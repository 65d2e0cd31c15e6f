//! Error types for the destek library.
//!
//! All fallible operations return [`Result`], which wraps [`DestekError`].
//! Configuration problems (missing credentials, missing model artifacts) are
//! surfaced at construction time; per-call classification failures are
//! recovered inside the backends and never reach the caller through this type.

use std::io;

use thiserror::Error;

/// The main error type for destek operations.
#[derive(Error, Debug)]
pub enum DestekError {
    /// I/O errors (file operations, network, etc.)
    #[error("I/O error: {0}")]
    Io(#[from] io::Error),

    /// Invalid or missing configuration (API credentials, model paths).
    #[error("Configuration error: {0}")]
    Config(String),

    /// Backend-internal errors (transport failures, inference failures).
    #[error("Backend error: {0}")]
    Backend(String),

    /// Text analysis errors.
    #[error("Analysis error: {0}")]
    Analysis(String),

    /// Dataset errors (empty files, malformed records).
    #[error("Dataset error: {0}")]
    Dataset(String),

    /// The trained pipeline was used before `fit` or `load`.
    #[error("Model not trained: {message}")]
    ModelNotTrained { message: String },

    /// Too few labeled examples to fit a model.
    #[error("Training data insufficient: need at least {min_samples} samples, got {actual}")]
    InsufficientTrainingData { min_samples: usize, actual: usize },

    /// Model artifact could not be read or parsed.
    #[error("Model loading failed: {path}")]
    ModelLoadError { path: String },

    /// Model artifact could not be written.
    #[error("Model saving failed: {path}")]
    ModelSaveError { path: String },

    /// JSON serialization/deserialization errors
    #[error("JSON error: {0}")]
    Json(#[from] serde_json::Error),

    /// Generic error for other cases
    #[error("Error: {0}")]
    Other(String),

    /// Generic anyhow error
    #[error("Anyhow error: {0}")]
    Anyhow(#[from] anyhow::Error),
}

/// Result type alias for operations that may fail with DestekError.
pub type Result<T> = std::result::Result<T, DestekError>;

impl DestekError {
    /// Create a new configuration error.
    pub fn config<S: Into<String>>(msg: S) -> Self {
        DestekError::Config(msg.into())
    }

    /// Create a new backend error.
    pub fn backend<S: Into<String>>(msg: S) -> Self {
        DestekError::Backend(msg.into())
    }

    /// Create a new analysis error.
    pub fn analysis<S: Into<String>>(msg: S) -> Self {
        DestekError::Analysis(msg.into())
    }

    /// Create a new dataset error.
    pub fn dataset<S: Into<String>>(msg: S) -> Self {
        DestekError::Dataset(msg.into())
    }

    /// Create a new not-trained error.
    pub fn not_trained<S: Into<String>>(msg: S) -> Self {
        DestekError::ModelNotTrained {
            message: msg.into(),
        }
    }

    /// Create a new generic error.
    pub fn other<S: Into<String>>(msg: S) -> Self {
        DestekError::Other(msg.into())
    }
}

#[cfg(test)]
mod tests {
    use super::*;

    #[test]
    fn test_error_construction() {
        let error = DestekError::config("missing API key");
        assert_eq!(error.to_string(), "Configuration error: missing API key");

        let error = DestekError::backend("request timed out");
        assert_eq!(error.to_string(), "Backend error: request timed out");

        let error = DestekError::not_trained("classify called before fit");
        assert_eq!(
            error.to_string(),
            "Model not trained: classify called before fit"
        );
    }

    #[test]
    fn test_io_error_conversion() {
        let io_error = io::Error::new(io::ErrorKind::NotFound, "File not found");
        let destek_error = DestekError::from(io_error);

        match destek_error {
            DestekError::Io(_) => {} // Expected
            _ => panic!("Expected IO error variant"),
        }
    }
}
--*--
*Task prompt*: Copy each line of the data that contains the word "Result".

*Problem solution*:
//! All fallible operations return [`Result`], which wraps [`DestekError`].
/// Result type alias for operations that may fail with DestekError.
pub type Result<T> = std::result::Result<T, DestekError>;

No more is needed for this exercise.